Mumbai, Mar 17: Global investment bank JP Morgan has said that most primary dealers (PDs) are fully leveraged and are running large "carry" positions in the current financial year. In its latest Indian Markets Outlook, released on Wednesday, the trading arm of Morgan Guaranty Trust Company has said that with overnight call rates being consistently above the bank rate for the past one month refinance limits have been utilised to fund these long positions. "Apart from the fact that there is little incremental buying any window of opportunity will be exploited either to show some profit for the financial year or to simply cut down positions," the commentary said.

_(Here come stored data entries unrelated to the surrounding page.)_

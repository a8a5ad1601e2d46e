//! Proof bundles
//!
//! A bundle is the self-contained evidence that some outputs are valid: their
//! source transactions, plus every unconfirmed ancestor back to transactions
//! that carry a merkle path. Bundles from unrelated sources are merged by
//! union before a new transaction spending from all of them is built.

use std::collections::{BTreeMap, BTreeSet};

use serde::{Deserialize, Serialize};
use thiserror::Error;

use super::merkle::{ChainTracker, MerklePath};
use crate::core::{OutputReference, Transaction, TxId};

/// Proof bundle errors
#[derive(Error, Debug, Clone, PartialEq, Eq)]
pub enum BundleError {
    #[error("Bundle is missing transaction {0}")]
    MissingTransaction(TxId),
    #[error("Bundle transaction has no output {0}")]
    MissingOutput(OutputReference),
    #[error("Unproven transaction {tx} is missing ancestor {ancestor}")]
    MissingAncestor { tx: TxId, ancestor: TxId },
    #[error("Merkle path for {0} does not match an accepted block")]
    InvalidProof(TxId),
}

/// One transaction in a bundle, with its inclusion proof when mined
#[derive(Debug, Clone, PartialEq, Eq, Serialize, Deserialize)]
pub struct BundleEntry {
    pub tx: Transaction,
    pub proof: Option<MerklePath>,
}

/// Set of transactions and merkle proofs keyed by transaction id
#[derive(Debug, Clone, Default, PartialEq, Eq, Serialize, Deserialize)]
pub struct ProofBundle {
    entries: BTreeMap<TxId, BundleEntry>,
}

impl ProofBundle {
    pub fn new() -> Self {
        Self::default()
    }

    /// Add a transaction; an existing entry keeps whichever copy has a proof
    pub fn insert(&mut self, tx: Transaction, proof: Option<MerklePath>) {
        let txid = tx.id();
        match self.entries.get_mut(&txid) {
            Some(existing) => {
                if existing.proof.is_none() {
                    existing.proof = proof;
                }
            }
            None => {
                self.entries.insert(txid, BundleEntry { tx, proof });
            }
        }
    }

    /// Union another bundle into this one
    pub fn absorb(&mut self, other: &ProofBundle) {
        for entry in other.entries.values() {
            self.insert(entry.tx.clone(), entry.proof.clone());
        }
    }

    /// Union of any number of bundles
    ///
    /// Associative, commutative and idempotent over the covered transaction
    /// set. A transaction proven in any input stays proven.
    pub fn merge<'a>(bundles: impl IntoIterator<Item = &'a ProofBundle>) -> ProofBundle {
        let mut merged = ProofBundle::new();
        for bundle in bundles {
            merged.absorb(bundle);
        }
        merged
    }

    pub fn get(&self, txid: &TxId) -> Option<&BundleEntry> {
        self.entries.get(txid)
    }

    pub fn transaction(&self, txid: &TxId) -> Option<&Transaction> {
        self.entries.get(txid).map(|e| &e.tx)
    }

    pub fn contains(&self, txid: &TxId) -> bool {
        self.entries.contains_key(txid)
    }

    pub fn len(&self) -> usize {
        self.entries.len()
    }

    pub fn is_empty(&self) -> bool {
        self.entries.is_empty()
    }

    /// Transaction ids in the bundle, in ascending order
    pub fn txids(&self) -> impl Iterator<Item = &TxId> {
        self.entries.keys()
    }

    /// Check that every referenced output's source transaction is present,
    /// along with the ancestry of any unproven transaction
    pub fn ensure_covers(&self, inputs: &[OutputReference]) -> Result<(), BundleError> {
        let mut visited = BTreeSet::new();
        for input in inputs {
            let entry = self
                .entries
                .get(&input.txid)
                .ok_or(BundleError::MissingTransaction(input.txid))?;
            if entry.tx.outputs.len() <= input.index as usize {
                return Err(BundleError::MissingOutput(*input));
            }
            self.check_ancestry(input.txid, &mut visited)?;
        }
        Ok(())
    }

    fn check_ancestry(&self, txid: TxId, visited: &mut BTreeSet<TxId>) -> Result<(), BundleError> {
        let mut pending = vec![txid];
        while let Some(current) = pending.pop() {
            if !visited.insert(current) {
                continue;
            }
            let entry = self
                .entries
                .get(&current)
                .ok_or(BundleError::MissingTransaction(current))?;
            if entry.proof.is_some() {
                continue;
            }
            for input in &entry.tx.inputs {
                let ancestor = input.previous_output.txid;
                if !self.entries.contains_key(&ancestor) {
                    return Err(BundleError::MissingAncestor {
                        tx: current,
                        ancestor,
                    });
                }
                pending.push(ancestor);
            }
        }
        Ok(())
    }

    /// Sub-bundle holding `txid` and the unproven ancestry it depends on
    pub fn extract(&self, txid: &TxId) -> Result<ProofBundle, BundleError> {
        let mut visited = BTreeSet::new();
        self.check_ancestry(*txid, &mut visited)?;

        let mut out = ProofBundle::new();
        for id in visited {
            if let Some(entry) = self.entries.get(&id) {
                out.entries.insert(id, entry.clone());
            }
        }
        Ok(out)
    }

    /// Verify every merkle path against the tracker and the ancestry of every
    /// unproven transaction
    pub fn verify(&self, tracker: &impl ChainTracker) -> Result<(), BundleError> {
        for (txid, entry) in &self.entries {
            if let Some(proof) = &entry.proof {
                if !proof.verify(txid, tracker) {
                    return Err(BundleError::InvalidProof(*txid));
                }
            }
        }

        let mut visited = BTreeSet::new();
        for txid in self.entries.keys() {
            self.check_ancestry(*txid, &mut visited)?;
        }
        Ok(())
    }

    pub fn to_json(&self) -> Result<String, serde_json::Error> {
        serde_json::to_string(self)
    }

    pub fn from_json(json: &str) -> Result<Self, serde_json::Error> {
        serde_json::from_str(json)
    }
}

According to JP Morgan, the RBI is left with few options in such a scenario. However, it would certainly not like to see a spike in rates immediately after a triple rate cut and just before commencement of the new year's borrowing programme. "The RBI can either follow up with another 0.5 per centage cash reserve ratio (CRR) cut or inject rupeeliquidity by outright purchase of dollars from the market. Alternatively, the RBI might decide not to sterilize the entire inflow of Rs 4700 crore from 12 per cent 1999 redemption. A Rs 3,000 crore issuance will ease the liquidity situation and improve the overall market sentiment," the report said. JP Morgan has said that the outlook for the second half of March is quite bad as far as liquidity in the system goes as a net outflow of over Rs 2,000 crore is expected. The advance tax installment is estimated at Rs 4,500 crore for the last quarter of the financial year and another Rs 2,000 crore is likely to flow before the year end for funding the PSU equity swap. "With overnight rates already above the refinance level, further tightening in liquidity could see a potentially volatile call money situation," the report said. The primary dealer has advised market players that trading strategy ahead of the monetary policy should focus on buying the short-end of the curve.

"Improvement in liquidity will resultin steepening of the curve with a larger decline in yields at the short end. Though in price terms appreciation would be preferred for higherliquidity and limited downside in the event of tightening in rates," the JP Morgan report said.